Take social media, for example, and the vantage point of Facebook messaging, which often plays a role in Buress’s jokes.

Buress said he doesn’t use Facebook or Twitter much, commenting that “sometimes I don’t have anything to say, anything to post.”

“I kinda wish I could delegate it to somebody,” he said. “There’s a lot of noise that comes in, it can be energy draining.”

But it’s also a source of material, whether poking fun at himself for coming off as a pedophile when he accidentally Facebook messaged someone (see the clip below), or connecting with fans and friends on his own Facebook page, and hearing what they’re thinking about.

He also has a knack for examining situations in life — whether it’s the eight bottles of speciality apple juice he’s buying and his contemplation of the reaction of the cashier checking out his purchase, or his own genitalia and how it fails him at times — that offer layers of hilarity and a sense of everyone’s personal obsessiveness.

Buress said that he looks at life that way most of the time, although he does wonder whether situations are really that ridiculous, or whether the people around him are “just trying to get into my act.”

“It’s hard to know sometimes,” he said, relaying a particular incident with an Uber taxi driver’s take on singer Kanye West that just didn’t seem plausible at the time and will probably become fodder for his act. “If something happens really sticks with me, or I don’t realize it’s that funny and I tell a friend and they laugh, then I know it’s worth working on.”

TSA, the US agency handling transportation security, and the art of getting through airport security without being traumatized, is another subject Buress can talk about “all the time,” he said.

“I talk about it in three of my specials, just because it’s a big part of my life,” he said. “One time, they reprimanded me for a security breach. They have this thing, a TSA precheck, that you pay $80 for five years and you don’t have to take your shoes off and they don’t scan your genitals.”

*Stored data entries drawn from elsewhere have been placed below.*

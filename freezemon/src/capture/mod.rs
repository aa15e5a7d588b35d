//! Stack capture
//!
//! The sampler only talks to a [`StackSource`]. The production source,
//! [`RegistrySource`], combines:
//! - `registry`: frames and lock annotations recorded cooperatively by
//!   instrumented threads
//! - `procfs`: kernel thread name, scheduler state and wait channel
//!
//! Tests substitute scripted sources.

pub mod procfs;
pub mod registry;

use freezemon_common::ThreadSnapshot;
use log::debug;

pub use registry::{
    current_thread_key, enter, enter_frame, holding, registry, waiting_on, FrameGuard, HoldGuard,
    ThreadRegistry, WaitGuard,
};

use self::procfs::KernelThreadInfo;
use crate::domain::{CaptureError, ThreadKey, Tid};
use crate::filter::FilterHandler;

/// Something that can snapshot the event loop thread (and optionally all threads).
pub trait StackSource: Send {
    /// Capture thread snapshots. The event loop thread comes first.
    ///
    /// # Errors
    /// Returns [`CaptureError::Disposed`] once the event loop thread is gone;
    /// the sampler stops on any error.
    fn capture(
        &mut self,
        ui_thread: ThreadKey,
        all_threads: bool,
    ) -> Result<Vec<ThreadSnapshot>, CaptureError>;
}

/// Captures from the global thread registry, enriched with `/proc` data.
#[derive(Debug, Default)]
pub struct RegistrySource {
    uninteresting: FilterHandler,
}

impl RegistrySource {
    /// Threads whose innermost frame matches `uninteresting` are left out of
    /// all-thread captures. The event loop thread is always kept.
    #[must_use]
    pub fn new(uninteresting: FilterHandler) -> Self {
        Self { uninteresting }
    }
}

impl StackSource for RegistrySource {
    fn capture(
        &mut self,
        ui_thread: ThreadKey,
        all_threads: bool,
    ) -> Result<Vec<ThreadSnapshot>, CaptureError> {
        let registry = registry();

        if !all_threads {
            let mut ui = registry
                .snapshot(ui_thread)
                .ok_or(CaptureError::Disposed(ui_thread.as_u64()))?;
            if let Some(info) = ui.tid.and_then(|tid| procfs::read_thread(Tid(tid)).ok()) {
                enrich(&mut ui, &info);
            }
            return Ok(vec![ui]);
        }

        let mut registered = registry.snapshot_all();
        let Some(ui_idx) = registered.iter().position(|t| t.id == ui_thread.as_u64()) else {
            return Err(CaptureError::Disposed(ui_thread.as_u64()));
        };
        let ui = registered.remove(ui_idx);

        let kernel_threads = procfs::list_threads().unwrap_or_else(|e| {
            debug!("Failed to list /proc/self/task: {e}");
            Vec::new()
        });

        let (skipped, kept): (Vec<ThreadSnapshot>, Vec<ThreadSnapshot>) =
            registered.into_iter().partition(|t| self.uninteresting.matches_top_frame(t));
        let skipped_tids: Vec<u32> = skipped.iter().filter_map(|t| t.tid).collect();

        let mut threads = Vec::with_capacity(kernel_threads.len().max(kept.len() + 1));
        threads.push(ui);
        threads.extend(kept);

        for snapshot in &mut threads {
            if let Some(info) = snapshot.tid.and_then(|tid| kernel_threads.iter().find(|k| k.tid.0 == tid)) {
                enrich(snapshot, info);
            }
        }

        // Threads that never recorded a frame, listed from the kernel side
        for info in &kernel_threads {
            if skipped_tids.contains(&info.tid.0) {
                continue;
            }
            if !threads.iter().any(|t| t.tid == Some(info.tid.0)) {
                let mut snapshot = ThreadSnapshot { tid: Some(info.tid.0), ..ThreadSnapshot::default() };
                enrich(&mut snapshot, info);
                threads.push(snapshot);
            }
        }

        Ok(threads)
    }
}

/// Merge kernel information into a recorded snapshot
fn enrich(snapshot: &mut ThreadSnapshot, info: &KernelThreadInfo) {
    snapshot.state = info.state;
    snapshot.wait_channel.clone_from(&info.wait_channel);
    if snapshot.name.is_empty() || snapshot.name == "<unnamed>" {
        snapshot.name.clone_from(&info.comm);
    }
}
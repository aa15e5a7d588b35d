//! CLI argument definitions

use clap::Parser;
use std::path::PathBuf;

use crate::config::Parameters;
use crate::domain::ConfigError;

#[derive(Parser, Debug)]
#[command(
    name = "freezemon",
    about = "Run a demo event loop under the freeze monitor and report UI freezes",
    after_help = "\
EXAMPLES:
    freezemon                                        Defaults, 10 second run
    freezemon --long-event-threshold 200 --export freezes.jsonl
    freezemon --config monitor.json --filter demo::Dialog::run_modal"
)]
pub struct Args {
    /// JSON file with monitor parameters (flags below override it)
    #[arg(long, value_name = "FILE")]
    pub config: Option<PathBuf>,

    /// Report dispatches at least this long (ms)
    #[arg(long, value_name = "MS")]
    pub long_event_threshold: Option<u64>,

    /// Interval between stack samples (ms)
    #[arg(long, value_name = "MS")]
    pub sample_interval: Option<u64>,

    /// Delay before the first stack sample of a dispatch (ms)
    #[arg(long, value_name = "MS")]
    pub initial_sample_delay: Option<u64>,

    /// Maximum stack samples kept per freeze
    #[arg(long, value_name = "N")]
    pub max_stack_samples: Option<usize>,

    /// Report a dispatch still running after this long as a probable deadlock (ms)
    #[arg(long, value_name = "MS")]
    pub deadlock_threshold: Option<u64>,

    /// Capture all threads, not only the event loop thread
    #[arg(long)]
    pub dump_all_threads: bool,

    /// Do not write reports to the process log
    #[arg(long)]
    pub no_error_log: bool,

    /// Comma-separated Class.method call sites whose freezes are ignored
    #[arg(long, value_name = "LIST")]
    pub filter: Option<String>,

    /// Comma-separated Class.method top frames of threads left out of dumps
    #[arg(long, value_name = "LIST")]
    pub uninteresting: Option<String>,

    /// Append freeze events to this JSON Lines file
    #[arg(long, value_name = "FILE")]
    pub export: Option<PathBuf>,

    /// Stop after N seconds
    #[arg(long, default_value = "10")]
    pub duration: u64,

    /// Suppress non-essential output
    #[arg(short, long)]
    pub quiet: bool,
}

impl Args {
    /// Merge the config file (if any) and flag overrides into validated parameters
    ///
    /// # Errors
    /// Returns an error if the config file cannot be loaded or the merged
    /// parameters are invalid
    pub fn to_parameters(&self) -> Result<Parameters, ConfigError> {
        let mut params = match &self.config {
            Some(path) => Parameters::from_file(path)?,
            None => Parameters::default(),
        };

        if let Some(v) = self.long_event_threshold {
            params.long_event_threshold_ms = v;
        }
        if let Some(v) = self.sample_interval {
            params.sample_interval_ms = v;
        }
        if let Some(v) = self.initial_sample_delay {
            params.initial_sample_delay_ms = v;
        }
        if let Some(v) = self.max_stack_samples {
            params.max_stack_samples = v;
        }
        if let Some(v) = self.deadlock_threshold {
            params.deadlock_threshold_ms = v;
        }
        if self.dump_all_threads {
            params.dump_all_threads = true;
        }
        if self.no_error_log {
            params.log_to_error_log = false;
        }
        if let Some(v) = &self.filter {
            params.ui_thread_filter.clone_from(v);
        }
        if let Some(v) = &self.uninteresting {
            params.uninteresting_thread_filter.clone_from(v);
        }

        params.validate()?;
        Ok(params)
    }
}
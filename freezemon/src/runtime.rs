//! Tokio integration
//!
//! A current-thread Tokio runtime is an event loop: the thread parks when no
//! task is ready and unparks to poll tasks. Wiring the runtime's park/unpark
//! callbacks to [`EventLoopHooks::begin_sleep`] / [`EventLoopHooks::end_sleep`]
//! turns every stretch between two parks into one monitored dispatch, so a task
//! that blocks the thread shows up as a freeze.
//!
//! ```ignore
//! let mut monitor = EventLoopMonitor::start(Parameters::default())?;
//! let runtime = freezemon::runtime::current_thread_runtime(&monitor.hooks())?;
//! runtime.block_on(app());
//! drop(runtime);
//! monitor.shutdown()?;
//! ```
//!
//! The runtime must be driven from the thread that started the monitor.

use tokio::runtime::{Builder, Runtime};

use crate::monitor::EventLoopHooks;

/// Attach `hooks` to a runtime builder's park/unpark callbacks
pub fn instrument<'a>(builder: &'a mut Builder, hooks: &EventLoopHooks) -> &'a mut Builder {
    let on_park = hooks.clone();
    let on_unpark = hooks.clone();
    builder
        .on_thread_park(move || on_park.begin_sleep())
        .on_thread_unpark(move || on_unpark.end_sleep())
}

/// Build a monitored current-thread runtime with all drivers enabled
///
/// # Errors
/// Returns an error if the runtime cannot be created
pub fn current_thread_runtime(hooks: &EventLoopHooks) -> std::io::Result<Runtime> {
    let mut builder = Builder::new_current_thread();
    builder.enable_all();
    instrument(&mut builder, hooks).build()
}
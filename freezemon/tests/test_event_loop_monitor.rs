//! Real-thread tests: the monitor samples the test thread itself.

use std::sync::{Arc, Mutex};
use std::time::{Duration, Instant};

use freezemon::domain::MonitorError;
use freezemon::logging::FreezeLogger;
use freezemon::{frame, EventLoopMonitor, Parameters, UiFreezeEvent};

#[derive(Default)]
struct Collecting(Mutex<Vec<UiFreezeEvent>>);

impl Collecting {
    fn events(&self) -> Vec<UiFreezeEvent> {
        self.0.lock().unwrap().clone()
    }

    fn wait_for(&self, count: usize, timeout: Duration) -> Vec<UiFreezeEvent> {
        let deadline = Instant::now() + timeout;
        while Instant::now() < deadline {
            let events = self.events();
            if events.len() >= count {
                return events;
            }
            std::thread::sleep(Duration::from_millis(10));
        }
        self.events()
    }
}

impl FreezeLogger for Collecting {
    fn log(&self, event: &UiFreezeEvent) -> anyhow::Result<()> {
        self.0.lock().unwrap().push(event.clone());
        Ok(())
    }
}

fn fast_params() -> Parameters {
    Parameters {
        long_event_threshold_ms: 100,
        sample_interval_ms: 20,
        initial_sample_delay_ms: 20,
        max_stack_samples: 10,
        deadlock_threshold_ms: 60_000,
        log_to_error_log: false,
        ..Parameters::default()
    }
}

fn blocked_work(duration: Duration) {
    let _frame = frame!("test::Worker", "crunch");
    std::thread::sleep(duration);
}

#[test]
fn test_blocked_thread_is_reported_with_its_frames() {
    let mut monitor = EventLoopMonitor::start(fast_params()).unwrap();
    let logger = Arc::new(Collecting::default());
    monitor.add_logger(logger.clone());
    let hooks = monitor.hooks();

    hooks.begin_event();
    blocked_work(Duration::from_millis(300));
    hooks.end_event();
    hooks.begin_sleep();

    let events = logger.wait_for(1, Duration::from_secs(5));
    monitor.shutdown().unwrap();

    assert_eq!(events.len(), 1, "{events:?}");
    let event = &events[0];
    assert!(event.duration_ms >= 300);
    assert!(!event.still_running);
    assert_eq!(event.ui_thread_id, monitor.ui_thread().as_u64());
    assert!(event
        .ui_thread_snapshots()
        .any(|(_, t)| t.frames.iter().any(|f| f.class == "test::Worker" && f.method == "crunch")));
}

#[test]
fn test_filtered_freeze_never_reaches_logger() {
    let params = Parameters { ui_thread_filter: "test::Worker.crunch".to_string(), ..fast_params() };
    let mut monitor = EventLoopMonitor::start(params).unwrap();
    let logger = Arc::new(Collecting::default());
    monitor.add_logger(logger.clone());
    let hooks = monitor.hooks();

    hooks.begin_event();
    blocked_work(Duration::from_millis(300));
    hooks.begin_sleep();

    std::thread::sleep(Duration::from_millis(300));
    monitor.shutdown().unwrap();
    assert!(logger.events().is_empty());
}

#[test]
fn test_invalid_parameters_start_nothing() {
    let params = Parameters { sample_interval_ms: 500, ..Parameters::default() };
    let err = EventLoopMonitor::start(params).err().unwrap();
    assert!(matches!(err, MonitorError::InvalidParameters(_)));
}

#[test]
fn test_shutdown_from_other_thread_is_rejected() {
    let monitor = EventLoopMonitor::start(fast_params()).unwrap();
    let monitor = Arc::new(Mutex::new(monitor));

    let remote = Arc::clone(&monitor);
    let result = std::thread::spawn(move || remote.lock().unwrap().shutdown()).join().unwrap();
    assert!(matches!(result, Err(MonitorError::WrongThread)));

    let mut monitor = monitor.lock().unwrap();
    assert!(monitor.is_running());
    monitor.shutdown().unwrap();
    assert!(!monitor.is_running());
}

#[test]
fn test_hooks_are_inert_after_shutdown() {
    let mut monitor = EventLoopMonitor::start(fast_params()).unwrap();
    let logger = Arc::new(Collecting::default());
    monitor.add_logger(logger.clone());
    let hooks = monitor.hooks();
    monitor.shutdown().unwrap();

    hooks.begin_event();
    std::thread::sleep(Duration::from_millis(150));
    hooks.begin_sleep();
    assert_eq!(hooks.dispatch_start_ms(), None);
    assert!(logger.events().is_empty());
}

#[test]
fn test_tokio_task_blocking_the_runtime_is_reported() {
    let mut monitor = EventLoopMonitor::start(fast_params()).unwrap();
    let logger = Arc::new(Collecting::default());
    monitor.add_logger(logger.clone());

    let runtime = freezemon::runtime::current_thread_runtime(&monitor.hooks()).unwrap();
    runtime.block_on(async {
        tokio::time::sleep(Duration::from_millis(10)).await;
        blocked_work(Duration::from_millis(250));
        tokio::time::sleep(Duration::from_millis(10)).await;
    });
    drop(runtime);

    let events = logger.wait_for(1, Duration::from_secs(5));
    monitor.shutdown().unwrap();
    assert!(events.iter().any(|e| e.duration_ms >= 250 && !e.still_running));
}
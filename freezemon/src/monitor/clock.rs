//! Millisecond clocks shared by the event loop hooks and the sampler.

use std::sync::atomic::{AtomicU64, Ordering};
use std::time::{Instant, SystemTime, UNIX_EPOCH};

/// Source of monotonic millisecond timestamps. Must never return 0.
pub trait Clock: Send + Sync {
    fn now_ms(&self) -> u64;
}

/// Monotonic clock anchored to the wall clock at construction, so timestamps
/// can be rendered as time of day.
#[derive(Debug)]
pub struct SystemClock {
    origin: Instant,
    origin_wall_ms: u64,
}

impl SystemClock {
    #[must_use]
    pub fn new() -> Self {
        let wall = SystemTime::now().duration_since(UNIX_EPOCH).unwrap_or_default();
        Self {
            origin: Instant::now(),
            origin_wall_ms: u64::try_from(wall.as_millis()).unwrap_or(u64::MAX / 2).max(1),
        }
    }
}

impl Default for SystemClock {
    fn default() -> Self {
        Self::new()
    }
}

impl Clock for SystemClock {
    fn now_ms(&self) -> u64 {
        let elapsed = u64::try_from(self.origin.elapsed().as_millis()).unwrap_or(u64::MAX / 2);
        self.origin_wall_ms + elapsed
    }
}

/// Hand-driven clock for simulated-time tests
#[derive(Debug)]
pub struct ManualClock {
    now: AtomicU64,
}

impl ManualClock {
    /// Starts at `start_ms`; 0 is the idle sentinel, so it becomes 1
    #[must_use]
    pub fn new(start_ms: u64) -> Self {
        Self { now: AtomicU64::new(start_ms.max(1)) }
    }

    pub fn set(&self, now_ms: u64) {
        self.now.store(now_ms.max(1), Ordering::SeqCst);
    }

    pub fn advance(&self, ms: u64) -> u64 {
        self.now.fetch_add(ms, Ordering::SeqCst) + ms
    }
}

impl Clock for ManualClock {
    fn now_ms(&self) -> u64 {
        self.now.load(Ordering::SeqCst)
    }
}
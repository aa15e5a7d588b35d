//! Structured error types for freezemon
//!
//! Using thiserror for automatic Display implementation and error chaining.

use thiserror::Error;

#[derive(Error, Debug)]
pub enum ConfigError {
    #[error("long_event_threshold_ms must be greater than 0")]
    ZeroLongEventThreshold,

    #[error("sample_interval_ms ({sample}) must be between 1 and long_event_threshold_ms ({long}), exclusive")]
    InvalidSampleInterval { sample: u64, long: u64 },

    #[error("initial_sample_delay_ms ({delay}) must be between 1 and long_event_threshold_ms ({long}), exclusive")]
    InvalidInitialSampleDelay { delay: u64, long: u64 },

    #[error("max_stack_samples must be at least 2, got {0}")]
    TooFewStackSamples(usize),

    #[error("deadlock_threshold_ms ({deadlock}) must be greater than long_event_threshold_ms ({long})")]
    DeadlockThresholdTooLow { deadlock: u64, long: u64 },

    #[error("Invalid filter entry \"{0}\": expected <Class>.<method>")]
    InvalidFilter(String),

    #[error("Failed to read config file: {0}")]
    Io(#[from] std::io::Error),

    #[error("Failed to parse config file: {0}")]
    Json(#[from] serde_json::Error),
}

#[derive(Error, Debug)]
pub enum MonitorError {
    #[error("Invalid monitor parameters: {0}")]
    InvalidParameters(#[from] ConfigError),

    #[error("Failed to spawn sampling thread: {0}")]
    SpawnFailed(#[source] std::io::Error),

    #[error("Monitor must be shut down from the event loop thread that started it")]
    WrongThread,

    #[error("Sampling thread panicked")]
    SamplerPanicked,
}

#[derive(Error, Debug)]
pub enum CaptureError {
    /// The event loop thread is gone; the host is shutting down.
    #[error("Event loop thread {0} is no longer registered")]
    Disposed(u64),
}

#[derive(Error, Debug)]
pub enum ExportError {
    #[error("Failed to parse freeze log: {0}")]
    ParseFailed(String),

    #[error(transparent)]
    Io(#[from] std::io::Error),

    #[error(transparent)]
    Json(#[from] serde_json::Error),
}
//! Freeze event fan-out
//!
//! Every published [`UiFreezeEvent`] goes to each registered [`FreezeLogger`]
//! in registration order. A logger that returns an error or panics is removed
//! for good and the failure is reported once through the `log` facade; the
//! remaining loggers still receive the event.

pub mod default_logger;
pub mod report;

use std::panic::{catch_unwind, AssertUnwindSafe};
use std::sync::atomic::{AtomicU64, Ordering};
use std::sync::{Arc, Mutex, MutexGuard, PoisonError};

use freezemon_common::UiFreezeEvent;
use log::error;

pub use default_logger::DefaultUiFreezeEventLogger;
pub use report::format_report;

/// Consumer of freeze events.
///
/// Called on the sampling thread; a slow logger delays the next poll.
pub trait FreezeLogger: Send + Sync {
    /// Handle one freeze event
    ///
    /// # Errors
    /// Any error permanently unregisters this logger
    fn log(&self, event: &UiFreezeEvent) -> anyhow::Result<()>;

    /// Name used in diagnostics
    fn name(&self) -> &str {
        std::any::type_name::<Self>()
    }
}

/// Handle returned by [`LoggerRegistry::add`]
#[derive(Debug, Clone, Copy, PartialEq, Eq, Hash)]
pub struct LoggerId(u64);

/// The set of active loggers
#[derive(Default)]
pub struct LoggerRegistry {
    next_id: AtomicU64,
    loggers: Mutex<Vec<(LoggerId, Arc<dyn FreezeLogger>)>>,
}

impl LoggerRegistry {
    #[must_use]
    pub fn new() -> Self {
        Self::default()
    }

    fn entries(&self) -> MutexGuard<'_, Vec<(LoggerId, Arc<dyn FreezeLogger>)>> {
        self.loggers.lock().unwrap_or_else(PoisonError::into_inner)
    }

    pub fn add(&self, logger: Arc<dyn FreezeLogger>) -> LoggerId {
        let id = LoggerId(self.next_id.fetch_add(1, Ordering::Relaxed));
        self.entries().push((id, logger));
        id
    }

    /// Returns false if the logger was not registered (or was already removed)
    pub fn remove(&self, id: LoggerId) -> bool {
        let mut entries = self.entries();
        let before = entries.len();
        entries.retain(|(entry_id, _)| *entry_id != id);
        entries.len() != before
    }

    #[must_use]
    pub fn len(&self) -> usize {
        self.entries().len()
    }

    #[must_use]
    pub fn is_empty(&self) -> bool {
        self.entries().is_empty()
    }

    /// Deliver `event` to every logger, dropping the ones that fail.
    pub fn publish(&self, event: &UiFreezeEvent) {
        // Loggers run without the registry lock held, so they may add or
        // remove loggers themselves.
        let loggers: Vec<(LoggerId, Arc<dyn FreezeLogger>)> = self.entries().clone();

        for (id, logger) in loggers {
            let outcome = catch_unwind(AssertUnwindSafe(|| logger.log(event)));
            let failure = match outcome {
                Ok(Ok(())) => continue,
                Ok(Err(e)) => format!("{e:#}"),
                Err(panic) => panic_message(panic.as_ref()),
            };
            if self.remove(id) {
                error!("Freeze logger {} failed and was removed: {failure}", logger.name());
            }
        }
    }
}

fn panic_message(payload: &(dyn std::any::Any + Send)) -> String {
    payload
        .downcast_ref::<&str>()
        .map(ToString::to_string)
        .or_else(|| payload.downcast_ref::<String>().cloned())
        .unwrap_or_else(|| "panic".to_string())
}

#[cfg(test)]
mod tests {
    use super::*;
    use std::sync::atomic::AtomicUsize;

    #[derive(Default)]
    struct Counting(AtomicUsize);

    impl FreezeLogger for Counting {
        fn log(&self, _event: &UiFreezeEvent) -> anyhow::Result<()> {
            self.0.fetch_add(1, Ordering::SeqCst);
            Ok(())
        }
    }

    struct Failing;

    impl FreezeLogger for Failing {
        fn log(&self, _event: &UiFreezeEvent) -> anyhow::Result<()> {
            anyhow::bail!("disk full")
        }
    }

    struct Panicking;

    impl FreezeLogger for Panicking {
        fn log(&self, _event: &UiFreezeEvent) -> anyhow::Result<()> {
            panic!("logger bug")
        }
    }

    fn event() -> UiFreezeEvent {
        UiFreezeEvent { start_ms: 1, duration_ms: 600, samples: vec![], still_running: false, ui_thread_id: 1 }
    }

    #[test]
    fn test_failing_logger_is_removed_others_still_called() {
        let registry = LoggerRegistry::new();
        let counter = Arc::new(Counting::default());
        registry.add(Arc::new(Failing));
        registry.add(counter.clone());
        registry.add(Arc::new(Panicking));

        registry.publish(&event());
        assert_eq!(counter.0.load(Ordering::SeqCst), 1);
        assert_eq!(registry.len(), 1);

        registry.publish(&event());
        assert_eq!(counter.0.load(Ordering::SeqCst), 2);
    }

    #[test]
    fn test_remove_by_id() {
        let registry = LoggerRegistry::new();
        let id = registry.add(Arc::new(Counting::default()));
        assert!(registry.remove(id));
        assert!(!registry.remove(id));
        assert!(registry.is_empty());
    }

    #[test]
    fn test_default_name_is_type_name() {
        assert!(Failing.name().ends_with("Failing"));
    }
}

He’s hoping for far gentler treatment from Israeli airport security when he gets here next month.

“They profile?” he asked, when told about the Israeli security system. “Hey, that works.”

Buress, who’s never been to Israel before, had always talked about visiting with his ex-girlfriend, who was born here. He said he’s planning on landing a few days before his June 29 appearance, to “try to focus in on the culture,” he said. “I like to get in and get a feel for the place and go from there.”

He will perform at Tel Aviv’s Opera House, just two months before comedian Louis C.K., who’s appearing in Jerusalem in August and added a second show, after the first sold out in minutes.

Buress is looking at some other possible dates in Europe, and possibly the UK as well. But for now, he’s working on something to do with Israel’s armed guards and 18-year-olds schlepping guns. Let’s hear what he does with that.

Hannibal Buress will perform on Wednesday, June 29 at 8:30 p.m. at the Tel Aviv Opera House, NIS 234 per ticket.